Physical and psychological symptom burden from long Covid and correlation with clinico-radiological and biochemical profile of hospitalized patients with acute COVID-19 due to Delta variant of SARS-CoV-2
Keywords:COVID- 19 infection, Long COVID, Symptoms
Introduction and Aim: It is crucial to identify the burden of post COVID long-term morbidity denoted as long-COVID. Our study aims to determine prevalence of Long-COVID and to identify indicators which can predict chances of developing this condition. The aim was to study the persisting symptoms and predictors for long-COVID in COVID-19 patients.

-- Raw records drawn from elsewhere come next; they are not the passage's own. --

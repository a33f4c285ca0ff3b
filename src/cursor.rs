use crate::schedule::{FrameScheduler, HoldTimer};

#[derive(Clone, Copy, Debug, PartialEq, Eq)]
pub enum CursorState {
    Idle,
    Click,
    Hold,
}

impl CursorState {
    pub fn class(self) -> Option<&'static str> {
        match self {
            Self::Idle => None,
            Self::Click => Some("is-click"),
            Self::Hold => Some("is-hold"),
        }
    }
}

/// Ring-and-dot cursor that trails the pointer. Movement is coalesced into
/// one pending animation frame; pressing arms a single hold timer.
pub struct CursorController<F, T> {
    frames: F,
    timer: T,
    hold_delay_ms: u32,
    target: (f64, f64),
    frame_pending: bool,
    hold_armed: bool,
    state: CursorState,
    hidden: bool,
}

impl<F: FrameScheduler, T: HoldTimer> CursorController<F, T> {
    pub fn new(frames: F, timer: T, hold_delay_ms: u32) -> Self {
        Self {
            frames,
            timer,
            hold_delay_ms,
            target: (0.0, 0.0),
            frame_pending: false,
            hold_armed: false,
            state: CursorState::Idle,
            hidden: true,
        }
    }

    pub fn state(&self) -> CursorState {
        self.state
    }

    pub fn hidden(&self) -> bool {
        self.hidden
    }

    pub fn on_move(&mut self, x: f64, y: f64) {
        self.target = (x, y);
        self.request_update();
        self.hidden = false;
    }

    pub fn on_enter(&mut self) {
        self.hidden = false;
        self.request_update();
    }

    pub fn on_leave(&mut self) {
        self.clear_hold();
        self.hidden = true;
    }

    pub fn on_down(&mut self) {
        self.state = CursorState::Click;
        if self.hold_armed {
            self.timer.cancel();
        }
        self.timer.start(self.hold_delay_ms);
        self.hold_armed = true;
    }

    /// Pointer up and pointer cancel both end a press.
    pub fn on_release(&mut self) {
        self.clear_hold();
    }

    pub fn on_hold_elapsed(&mut self) {
        if !self.hold_armed {
            return;
        }
        self.hold_armed = false;
        self.state = CursorState::Hold;
    }

    /// Runs inside the animation frame; returns the transform to apply.
    pub fn on_frame(&mut self) -> String {
        self.frame_pending = false;
        let (x, y) = self.target;
        format!("translate3d({x}px, {y}px, 0)")
    }

    pub fn teardown(&mut self) {
        if self.frame_pending {
            self.frames.cancel_frame();
            self.frame_pending = false;
        }
        self.clear_hold();
    }

    fn request_update(&mut self) {
        if self.frame_pending {
            return;
        }
        self.frame_pending = true;
        self.frames.request_frame();
    }

    fn clear_hold(&mut self) {
        if self.hold_armed {
            self.timer.cancel();
            self.hold_armed = false;
        }
        self.state = CursorState::Idle;
    }
}

#[cfg(test)]
mod tests {
    use super::*;
    use crate::schedule::manual::{ManualFrames, ManualTimer};

    fn cursor() -> CursorController<ManualFrames, ManualTimer> {
        CursorController::new(ManualFrames::default(), ManualTimer::default(), 400)
    }

    #[test]
    fn moves_coalesce_into_one_frame() {
        let mut cursor = cursor();
        cursor.on_move(10.0, 20.0);
        cursor.on_move(30.0, 40.0);
        cursor.on_move(50.0, 60.0);

        assert_eq!(cursor.frames.requested, 1);
        assert!(!cursor.hidden());
        assert_eq!(cursor.on_frame(), "translate3d(50px, 60px, 0)");

        cursor.on_move(1.5, 2.0);
        assert_eq!(cursor.frames.requested, 2);
        assert_eq!(cursor.on_frame(), "translate3d(1.5px, 2px, 0)");
    }

    #[test]
    fn hold_after_delay() {
        let mut cursor = cursor();
        cursor.on_down();
        assert_eq!(cursor.state(), CursorState::Click);
        assert_eq!(cursor.timer.armed_delay, Some(400));

        cursor.on_hold_elapsed();
        assert_eq!(cursor.state(), CursorState::Hold);

        cursor.on_release();
        assert_eq!(cursor.state(), CursorState::Idle);
        assert_eq!(cursor.timer.cancelled, 0);
    }

    #[test]
    fn early_release_never_reaches_hold() {
        let mut cursor = cursor();
        cursor.on_down();
        cursor.on_release();

        assert_eq!(cursor.state(), CursorState::Idle);
        assert_eq!(cursor.timer.cancelled, 1);
        assert_eq!(cursor.timer.armed_delay, None);

        cursor.on_hold_elapsed();
        assert_eq!(cursor.state(), CursorState::Idle);
    }

    #[test]
    fn leaving_hides_and_clears() {
        let mut cursor = cursor();
        cursor.on_move(4.0, 4.0);
        cursor.on_down();
        cursor.on_leave();

        assert!(cursor.hidden());
        assert_eq!(cursor.state(), CursorState::Idle);

        cursor.on_enter();
        assert!(!cursor.hidden());
    }

    #[test]
    fn teardown_cancels_pending_work() {
        let mut cursor = cursor();
        cursor.on_move(1.0, 1.0);
        cursor.on_down();
        cursor.teardown();

        assert_eq!(cursor.frames.cancelled, 1);
        assert_eq!(cursor.timer.cancelled, 1);
    }

    #[test]
    fn state_classes() {
        assert_eq!(CursorState::Idle.class(), None);
        assert_eq!(CursorState::Hold.class(), Some("is-hold"));
    }
}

Materials and Methods: All patients hospitalized with acute COVID-19 infection from 1st April 2021 to 30th June 2021 with a positive RT-PCR were followed up through telephonic interview after 6 months of discharge. All clinical, laboratory, radiological data of patients during their hospital admission was retrieved from medical records. Current physical and psychological symptom burden (PHQ2 score) was recorded using a structured questionnaire and analysed.
Results: Total of 101 patients were included. Mean age was 47yrs. M: F=2:1. Mean number of hospital stays was 7 days (1-34). Most patients needed admission on 5th day of illness (1-14). Mean CRP, D Dimer and Ferritin values were 77 mg/dl, 335 ng/ml, 414 microgram/ml respectively. Mean CT severity score was 12. The most common comorbidity was Type 2 Diabetes mellitus followed by hypertension. Of all patients, 16 % had symptoms of long COVID during 6 months post COVID infection. Most common symptoms were fatigue (60%), exercise intolerance (55%), cough (18%), breathlessness (18%), disturbed sleep quality (10%) and depression in 9.7% of patients as assessed by PHQ2 Score (1-6). None of the predictive factors were found to have statistically significant correlation with development of Long- COVID.
Conclusion: Of all patients hospitalised with COVID-19, 16 % had long COVID symptoms at 6 months assessment. Majority had fatigue and exercise intolerance but one tenth also had depression. Multispecialty COVID follow up clinics are necessary for further assessment and rehabilitation of these patients.